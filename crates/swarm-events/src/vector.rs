//! Plain 2D vector used for positions, claims and push directions.

use serde::{Deserialize, Serialize};
use std::ops::{Add, Mul, Sub};

#[derive(Debug, Clone, Copy, PartialEq, Default, Serialize, Deserialize)]
pub struct Vec2 {
    pub x: f64,
    pub y: f64,
}

impl Vec2 {
    pub const ZERO: Vec2 = Vec2 { x: 0.0, y: 0.0 };

    pub const fn new(x: f64, y: f64) -> Self {
        Self { x, y }
    }

    pub fn length(self) -> f64 {
        self.x.hypot(self.y)
    }

    pub fn distance(self, other: Vec2) -> f64 {
        (self - other).length()
    }

    /// Unit vector in the same direction, or zero for a zero vector.
    pub fn normalized(self) -> Vec2 {
        let len = self.length();
        if len <= f64::EPSILON {
            Vec2::ZERO
        } else {
            Vec2::new(self.x / len, self.y / len)
        }
    }

    /// Moves from `self` toward `target` by at most `max_step`.
    pub fn step_towards(self, target: Vec2, max_step: f64) -> Vec2 {
        let delta = target - self;
        let dist = delta.length();
        if dist <= max_step {
            target
        } else {
            self + delta.normalized() * max_step
        }
    }
}

impl Add for Vec2 {
    type Output = Vec2;

    fn add(self, rhs: Vec2) -> Vec2 {
        Vec2::new(self.x + rhs.x, self.y + rhs.y)
    }
}

impl Sub for Vec2 {
    type Output = Vec2;

    fn sub(self, rhs: Vec2) -> Vec2 {
        Vec2::new(self.x - rhs.x, self.y - rhs.y)
    }
}

impl Mul<f64> for Vec2 {
    type Output = Vec2;

    fn mul(self, rhs: f64) -> Vec2 {
        Vec2::new(self.x * rhs, self.y * rhs)
    }
}

#[cfg(test)]
mod tests {
    use super::*;

    #[test]
    fn test_step_towards_does_not_overshoot() {
        let start = Vec2::new(0.0, 0.0);
        let target = Vec2::new(3.0, 4.0);

        let partial = start.step_towards(target, 2.5);
        assert!((partial.distance(start) - 2.5).abs() < 1e-9);

        let arrived = start.step_towards(target, 10.0);
        assert_eq!(arrived, target);
    }

    #[test]
    fn test_normalized_zero_vector() {
        assert_eq!(Vec2::ZERO.normalized(), Vec2::ZERO);
    }
}
pub struct Swarm {
    pub(crate) agents: Vec<Agent>,
    pub(crate) rng: SimRng,
    pub(crate) authority: Authority,
    pub(crate) clock: SimClock,
    pub(crate) comms: CommunicationController,
    pub(crate) sides: OccupiedSidesHandler,
    pub(crate) planner: PlanningController,
    pub(crate) env: Environment,
    pub(crate) grid: OccupancyGrid,
    grid_revision: u64,
    pub(crate) config: SwarmConfig,
    table: Arc<StateTable<AgentState, GuardInputs>>,
    snapshots: Vec<ReputationSnapshot>,
    /// Set once any agent has seen the object
    pub(crate) object_found: bool,
    pub(crate) plan_failures: u64,
    leader: Option<AgentId>,
    last_status: CoordinationStatus,
    run_id: Uuid,
}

——————

Everything above from the line with "pub const ZERO: Vec2" to the line with "if dist <= max_step", both included, must be repeated exactly, and nothing outside that range.

**TASK OUTPUT**
    pub const ZERO: Vec2 = Vec2 { x: 0.0, y: 0.0 };

    pub const fn new(x: f64, y: f64) -> Self {
        Self { x, y }
    }

    pub fn length(self) -> f64 {
        self.x.hypot(self.y)
    }

    pub fn distance(self, other: Vec2) -> f64 {
        (self - other).length()
    }

    /// Unit vector in the same direction, or zero for a zero vector.
    pub fn normalized(self) -> Vec2 {
        let len = self.length();
        if len <= f64::EPSILON {
            Vec2::ZERO
        } else {
            Vec2::new(self.x / len, self.y / len)
        }
    }

    /// Moves from `self` toward `target` by at most `max_step`.
    pub fn step_towards(self, target: Vec2, max_step: f64) -> Vec2 {
        let delta = target - self;
        let dist = delta.length();
        if dist <= max_step {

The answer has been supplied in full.